そしてそれらの注文を流れるように捌いていくメイドさんたち。
「うう、美味しい…!」
「『体内倉庫』さえ広ければ!」
彼らが食事を腹に詰め込んでいく姿は、悲壮感すら漂っている。
わかる、わかる。カロリーバーは手軽で美味しいけど、続くと辛くなるよなあ。
「お味噌汁、自家製豆腐と若布でーす」
「唐揚げ串、フランクフルト、お握り、コロッケ、全品1マで提供してまーす」
「シュークリーム、シューアイス、お伴にコーヒー、紅茶は如何ですかー?
疲労回復にはレモネードですよー。
冷たいお飲み物にはフロートの提供もしていますー」
「新作キノコパンでーす!
カリっともっちりリーン生地に、たっぷりキノコ入ってまーす。マヨ好きさんにお勧めでーす」
もっしゃもっしゃ食べてるところに【サリアータ激唱歌】でバフを盛る。
元気になったところで、戦線復帰だ。
そんな沢山食べてすぐ動くの辛くないのかしらん。
「みんないっぱい食べるのね」
クロフリャカ嬢は善いことだと頷いている。
「冒険者なら腹半分ってとこだろ。動くし魔力使うしな。
お前さんらも、合間で食べとけよ」
はーい。
ということで気になっていたキノコパンと味噌汁でオヤツだ。
「ダンジョンマスターの皆さまは無料です!沢山食べてくださいね!」
注文したのは2品なのに、トマトのマリネやら牛蒡サラダやら焼き鳥やらを盛られてしまう。
「クロ、トマト大好き!」
「それは良いことです。お代わりしてくださいね」
それぞれトレイを受け取って席につく。
味噌汁で口を潤してから、丸いパンをがぶっと行く。
すると1口目から具に辿り着いた。
油を吸ったキノコに追いマヨネーズなんて美味しいに決まっている。しかも焼きたての熱々。カリ、モチッ、じゅわゎだ。

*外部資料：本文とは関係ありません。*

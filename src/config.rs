use crate::{
    config::date_locale::{DEFAULT_LOCALE, DEFAULT_TIMEZONE, DateLocaleConfig},
    error::{BadEnvVarSnafu, RosterResult},
};
use dotenvy::var;
use snafu::ResultExt;
use std::{env::VarError, sync::Arc};

pub mod date_locale;

pub const DEFAULT_SERVER_IP: &str = "127.0.0.1:8080";

#[derive(Clone, Debug)]
pub struct RuntimeConfiguration {
    server_ip: String,
    date_locale_config: Arc<DateLocaleConfig>,
}

impl RuntimeConfiguration {
    pub fn new() -> RosterResult<Self> {
        let server_ip =
            optional_env_var("ROSTER_SERVER_IP")?.unwrap_or_else(|| DEFAULT_SERVER_IP.to_string());
        let timezone =
            optional_env_var("ROSTER_TIMEZONE")?.unwrap_or_else(|| DEFAULT_TIMEZONE.to_string());
        let locale =
            optional_env_var("ROSTER_LOCALE")?.unwrap_or_else(|| DEFAULT_LOCALE.to_string());

        Ok(Self {
            server_ip,
            date_locale_config: Arc::new(DateLocaleConfig::new(&timezone, &locale)?),
        })
    }

    pub fn server_ip(&self) -> &str {
        &self.server_ip
    }

    pub fn date_locale_config(&self) -> Arc<DateLocaleConfig> {
        self.date_locale_config.clone()
    }
}

fn optional_env_var(name: &'static str) -> RosterResult<Option<String>> {
    match var(name) {
        Ok(value) => Ok(Some(value)),
        Err(dotenvy::Error::EnvVar(VarError::NotPresent)) => Ok(None),
        Err(source) => Err(source).context(BadEnvVarSnafu { name }),
    }
}

#[cfg(test)]
impl RuntimeConfiguration {
    pub fn for_tests() -> Self {
        Self {
            server_ip: DEFAULT_SERVER_IP.to_string(),
            date_locale_config: Arc::new(
                DateLocaleConfig::new(DEFAULT_TIMEZONE, DEFAULT_LOCALE)
                    .expect("default locale config"),
            ),
        }
    }
}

火傷しないように注意して、合間にトマトを挟みつつペロリだ。
「いいものを食べているな!」
そうしているうちにエンフィが戻ってきた。
髪に松葉をつけている。どこをほっつき歩いてきたんだか。
「おかえり、キノコパン旨い」
2コ貰ってきたうちの片方を押しやると遠慮なくもぐもぐする。
「これはいいな!後で買い込んでも平気だろうか?」
「大丈夫です。うちの定番商品に決定しましたからいつでもどうぞ」
メイドさんらは子供に優しい。
営業用じゃない笑顔でエンフィのトレイに料理を盛る。
「つぎ、リュアルテ行ってこい。食っちまってからでもいいが」
「走りたいんで、食べるのは後にします。行ってきます」
トレイはそのまま『体内倉庫』にイン。
メイドさんらは1班随行で、沸き潰し引率はテルテル教官だ。
トト教官はクロフリャカ嬢の側にいる。
そう言えば、教官が3人もつくのは珍しい。
「よっし、行くよー。
リュアルテくん走れるようになったんだねえ」
見よ、このクソ雑魚ナメクジの走りっぷりを。
素直に喜んでくれる、テルテル教官は生徒のやる気を削がない良い先生だ。
「ゆっくりですけど。これから鍛えます」
「いいね!その意気!
沢山走ると『持久』がつくから、そうすると世界が変わるよ」
『持久』は高位階者なら大抵もっているやつだ。
魔力特化型でも走らなきゃいけない冒険者よ。
どんなに細く見えても皆マッチョだ。
てろてろ走って、にゅるりと次元の隙間に潜り込む。
大きな野良ダンジョンはこうやって、ポリープみたいに小さいダンジョンを内包している。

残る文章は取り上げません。